• stuart mcmillan

    Daniel, I’d say if page performance is really linked to your database performance then you should really consider decoupling the two. A site where database can so badly affect the front end performance will typically have scaling problems and won’t perform well under heavy load. You should look at strategies where pages are generated on a regular basis (every minute if you need to be that fresh) and the HTML is cached on the server. Essentially, one page request does the build, all subsequent requests then get the benefit. Most pages actually don’t need to be truly dynamic, most pages only have small portions which need to be freshly generated. In those cases, use some javascript to pull in the fresh content post page-load.

    A good example would be a global basket value/quantity indicator on an ecommerce website. This can be pulled in post-render, substituting a static “go to basket page” link with the dynamic content, giving a fallback if JS fails.

    Database optimisation *is* important, indices are probably the most important part of that (although too many indices can actually be bad for performance in some situations), but best to remove the problem altogether. A middle ground would be to ensure you use query caching to store commonly used result sets and save hitting the underlying tables every time.

  • http://www.neverpaintagain.co.uk/ Never Paint Again UK

    These are actually really good tips and any saving on site speed can be done simply, using point #2 above. I looked in my header and had validate keys for google, bing, Yahoo (!) and pinterest. As I am running All in One SEO, i simply took the codes/keys, entered them into AllinOneSEO, deleted the other ones and now all these tracking keys load in the footer, the yahoo one is gone as it was not needed obviously, and now it has shaved FULL SECOND off my home page load time. Its that easy. Thanks for the tip. I hope Google reward us in some way! (…….(*waits patiently)…. :)

  • Enrico Altavilla

    Fast sites have a LOT of advantages and it’s always a good idea to improve speed performances. Unfortunately, there is also a lot of misinformation about speed and rankings and I think that it would be correct to provide here the full scenario.

    The author said “Google considers the page speed of the relevant matches, and delivers a ranking bonus to the speediest.” but this statement is false; actually it’s exactly the contrary: faster sites do not get a bonus, it’s slower sites that are “demoted”.
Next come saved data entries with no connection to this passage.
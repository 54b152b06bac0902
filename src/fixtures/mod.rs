//! Audio fixtures for the chart pipeline.
//!
//! The core performs no file I/O; this module is the thin boundary that
//! turns WAV files into an [`AudioInput`] (downmixed to mono, normalized to
//! [-1, 1]) and renders deterministic synthetic click tracks for tests and
//! the CLI.

use std::path::Path;

use rand::{rngs::StdRng, Rng, SeedableRng};
use serde::{Deserialize, Serialize};

use crate::analysis::AudioInput;
use crate::error::ChartError;

/// Deterministic percussive test signal: noise bursts on a fixed beat grid
/// over a quiet noise floor.
#[derive(Debug, Clone, PartialEq, Serialize, Deserialize)]
#[serde(default)]
pub struct ClickTrack {
    pub bpm: f64,
    pub duration_seconds: f64,
    pub first_click_seconds: f64,
    pub sample_rate: u32,
    /// Peak amplitude of each burst
    pub amplitude: f32,
    /// Time each burst stays at full amplitude
    pub sustain_seconds: f64,
    /// Linear fade-out after the sustain
    pub decay_seconds: f64,
    /// Amplitude of the background noise
    pub noise_floor: f32,
    pub seed: u64,
}

impl Default for ClickTrack {
    fn default() -> Self {
        Self {
            bpm: 120.0,
            duration_seconds: 10.0,
            first_click_seconds: 0.5,
            sample_rate: 44_100,
            amplitude: 0.8,
            sustain_seconds: 0.08,
            decay_seconds: 0.04,
            noise_floor: 0.01,
            seed: 42,
        }
    }
}

impl ClickTrack {
    /// Click start times in seconds
    pub fn click_times(&self) -> Vec<f64> {
        if self.bpm <= 0.0 {
            return Vec::new();
        }
        let period = 60.0 / self.bpm;
        let mut times = Vec::new();
        let mut t = self.first_click_seconds;
        while t < self.duration_seconds {
            times.push(t);
            t += period;
        }
        times
    }

    /// Render the track into a validated mono buffer
    pub fn render(&self) -> Result<AudioInput, ChartError> {
        if self.sample_rate == 0 {
            return Err(ChartError::InvalidSampleRate {
                sample_rate: self.sample_rate,
            });
        }

        let sr = self.sample_rate as f64;
        let total = (self.duration_seconds.max(0.0) * sr) as usize;
        let mut rng = StdRng::seed_from_u64(self.seed);
        let mut samples: Vec<f32> = (0..total)
            .map(|_| rng.gen_range(-1.0..1.0) * self.noise_floor)
            .collect();

        let sustain = (self.sustain_seconds * sr) as usize;
        let decay = (self.decay_seconds * sr) as usize;
        for click in self.click_times() {
            let start = (click * sr) as usize;
            for offset in 0..sustain + decay {
                let idx = start + offset;
                if idx >= total {
                    break;
                }
                let envelope = if offset < sustain {
                    1.0
                } else {
                    1.0 - (offset - sustain) as f32 / decay.max(1) as f32
                };
                samples[idx] = rng.gen_range(-1.0..1.0) * self.amplitude * envelope;
            }
        }

        AudioInput::new(samples, self.sample_rate)
    }
}

/// Decode a PCM WAV file into a mono [`AudioInput`]
///
/// Integer formats are normalized by their full-scale value; multichannel
/// audio is averaged down to mono.
pub fn load_wav<P: AsRef<Path>>(path: P) -> Result<AudioInput, ChartError> {
    let path = path.as_ref();
    let mut reader = hound::WavReader::open(path)?;
    let spec = reader.spec();
    if spec.channels == 0 {
        return Err(ChartError::WavDecode {
            reason: format!("{} has zero channels", path.display()),
        });
    }

    let samples = match spec.sample_format {
        hound::SampleFormat::Float => reader
            .samples::<f32>()
            .collect::<Result<Vec<f32>, _>>()?,
        hound::SampleFormat::Int => match spec.bits_per_sample {
            8 => reader
                .samples::<i8>()
                .map(|sample| sample.map(|v| v as f32 / i8::MAX as f32))
                .collect::<Result<Vec<f32>, _>>()?,
            16 => reader
                .samples::<i16>()
                .map(|sample| sample.map(|v| v as f32 / i16::MAX as f32))
                .collect::<Result<Vec<f32>, _>>()?,
            24 => reader
                .samples::<i32>()
                .map(|sample| sample.map(|v| v as f32 / 8_388_607.0))
                .collect::<Result<Vec<f32>, _>>()?,
            32 => reader
                .samples::<i32>()
                .map(|sample| sample.map(|v| v as f32 / i32::MAX as f32))
                .collect::<Result<Vec<f32>, _>>()?,
            bits => {
                return Err(ChartError::WavDecode {
                    reason: format!(
                        "unsupported bits_per_sample={} for {}",
                        bits,
                        path.display()
                    ),
                })
            }
        },
    };

    tracing::debug!(
        "[Fixtures] Loaded {} ({} Hz, {} channel(s), {} samples)",
        path.display(),
        spec.sample_rate,
        spec.channels,
        samples.len()
    );

    if spec.channels == 1 {
        return AudioInput::new(samples, spec.sample_rate);
    }

    let mut mono = Vec::with_capacity(samples.len() / spec.channels as usize);
    for chunk in samples.chunks(spec.channels as usize) {
        let sum: f32 = chunk.iter().copied().sum();
        mono.push(sum / spec.channels as f32);
    }

    AudioInput::new(mono, spec.sample_rate)
}

/// Write a mono buffer as a 32-bit float WAV file
pub fn write_wav<P: AsRef<Path>>(input: &AudioInput, path: P) -> Result<(), ChartError> {
    let spec = hound::WavSpec {
        channels: 1,
        sample_rate: input.sample_rate(),
        bits_per_sample: 32,
        sample_format: hound::SampleFormat::Float,
    };
    let mut writer = hound::WavWriter::create(path, spec)?;
    for &sample in input.samples() {
        writer.write_sample(sample)?;
    }
    writer.finalize()?;
    Ok(())
}

#[cfg(test)]
mod tests {
    use super::*;

    fn temp_wav(name: &str) -> std::path::PathBuf {
        std::env::temp_dir().join(format!("rhythm_chart_{}_{}.wav", name, std::process::id()))
    }

    #[test]
    fn test_click_times_follow_bpm() {
        let track = ClickTrack {
            bpm: 60.0,
            duration_seconds: 4.0,
            first_click_seconds: 0.5,
            ..ClickTrack::default()
        };
        assert_eq!(track.click_times(), vec![0.5, 1.5, 2.5, 3.5]);
    }

    #[test]
    fn test_render_is_deterministic() {
        let track = ClickTrack {
            duration_seconds: 1.0,
            ..ClickTrack::default()
        };
        let a = track.render().unwrap();
        let b = track.render().unwrap();
        assert_eq!(a, b);
        assert_eq!(a.samples().len(), 44_100);
        assert!(a.samples().iter().all(|s| s.abs() <= 1.0));
    }

    #[test]
    fn test_render_rejects_zero_sample_rate() {
        let track = ClickTrack {
            sample_rate: 0,
            ..ClickTrack::default()
        };
        assert!(matches!(track.render(), Err(ChartError::InvalidSampleRate { .. })));
    }

    #[test]
    fn test_wav_roundtrip() {
        let track = ClickTrack {
            duration_seconds: 0.5,
            ..ClickTrack::default()
        };
        let input = track.render().unwrap();
        let path = temp_wav("roundtrip");

        write_wav(&input, &path).unwrap();
        let loaded = load_wav(&path).unwrap();
        let _ = std::fs::remove_file(&path);

        assert_eq!(loaded.sample_rate(), input.sample_rate());
        assert_eq!(loaded.samples(), input.samples());
    }

    #[test]
    fn test_load_stereo_int_wav_downmixes() {
        let path = temp_wav("stereo");
        let spec = hound::WavSpec {
            channels: 2,
            sample_rate: 8000,
            bits_per_sample: 16,
            sample_format: hound::SampleFormat::Int,
        };
        let mut writer = hound::WavWriter::create(&path, spec).unwrap();
        for _ in 0..100 {
            writer.write_sample(i16::MAX).unwrap();
            writer.write_sample(0_i16).unwrap();
        }
        writer.finalize().unwrap();

        let loaded = load_wav(&path).unwrap();
        let _ = std::fs::remove_file(&path);

        assert_eq!(loaded.samples().len(), 100);
        assert!((loaded.samples()[0] - 0.5).abs() < 1e-6);
    }

    #[test]
    fn test_load_missing_file_is_io_error() {
        let err = load_wav("definitely/not/here.wav").unwrap_err();
        assert!(matches!(err, ChartError::Io { .. }), "got {:?}", err);
    }
}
    “You don’t get a boost for having a fast site. Sites that are outliers in terms of being slow will rank lower. All other things being equal, a site that’s too slow will rank lower.” — Matt Cutts


    I would like to give two suggestions:

    1) do not rely on patents when you want to understand what a search engine actually does with its rankings. Patents are not a way to tell people what happens, they are valuable assets produced to increase the value of a company and they try to cover a large set of theoretical possibilities, not the facts.

    2) speed is important even if there is no ranking boost for faster sites. So focus on the quality of the user experience and keep improving the performances!

  • dancristo

    Hey Enrico,

    Thanks for stopping by and sharing your thoughts.

    When I said, “Google considers the page spped of the relevant matches, and delivers a ranking bonus to the speediest” it was within the context of what the referenced patent said.

    The exact patent wording is, “At query time, the search results adjusting engine receives search results responsive to the query. Each search result includes a resource locator referencing a resource and is associated with an initial score for the result. For each search result including a resource locator associated with load time data in the resource index, the search results adjusting engine computes a multiplier factor for the search result. Each multiplier factor is a measure of the effect the load time of the resource will have on the initial score of the search result and is dependent on a load time measure for the resource referred to by the search result. The search results adjusting engine applies the multiplier factor for each search result to the initial score for the search result (i.e., multiplies the initial score for the search result by the multiplier factor for the search result) to generate a load-adjusted score. The search results can then be ranked according to their load-adjusted scores. Alternatively, an additive factor for each result can be determined based on the load time measures. The additive factors can then be added to each initial score to generate the load-adjusted scores.”

    So the patent is clearly talking about page speed scores increasing or improving ranking scores, however it’s not necessary excluding a “dampening” affect, it’s just that the emphasis is more on the boost.

    That said, I whole heartily agree with your point about not taking patents as grounds for how Google currently works. Patent owners have the right to use all, some or none of their invention.

    Where I would caution you is in putting too much emphasis in what Matt Cutts says. The % of not provided is a great example of why we must take what he says with a grain of salt, and remember that what he says today:
    1) Can change tomorrow
    2) Many times is open to interpretation

    So use each patent, Matt Cutts’s statement, industry survey, and 3rd party research, etc. as single data points in the greater context of, “this is how SEO works”.

  • dancristo

    Great advice.

    Clearly there is a lot of room for website and database optimization in the example I used.

    To your point though, just because you can speed up pages by tweaking the database doesn’t mean that the site is “fixed”. If a tweak like that needs to be done then there is likely a much larger architectural issue at play.

  • dancristo

    That’s great. A full second is no joke. Great job!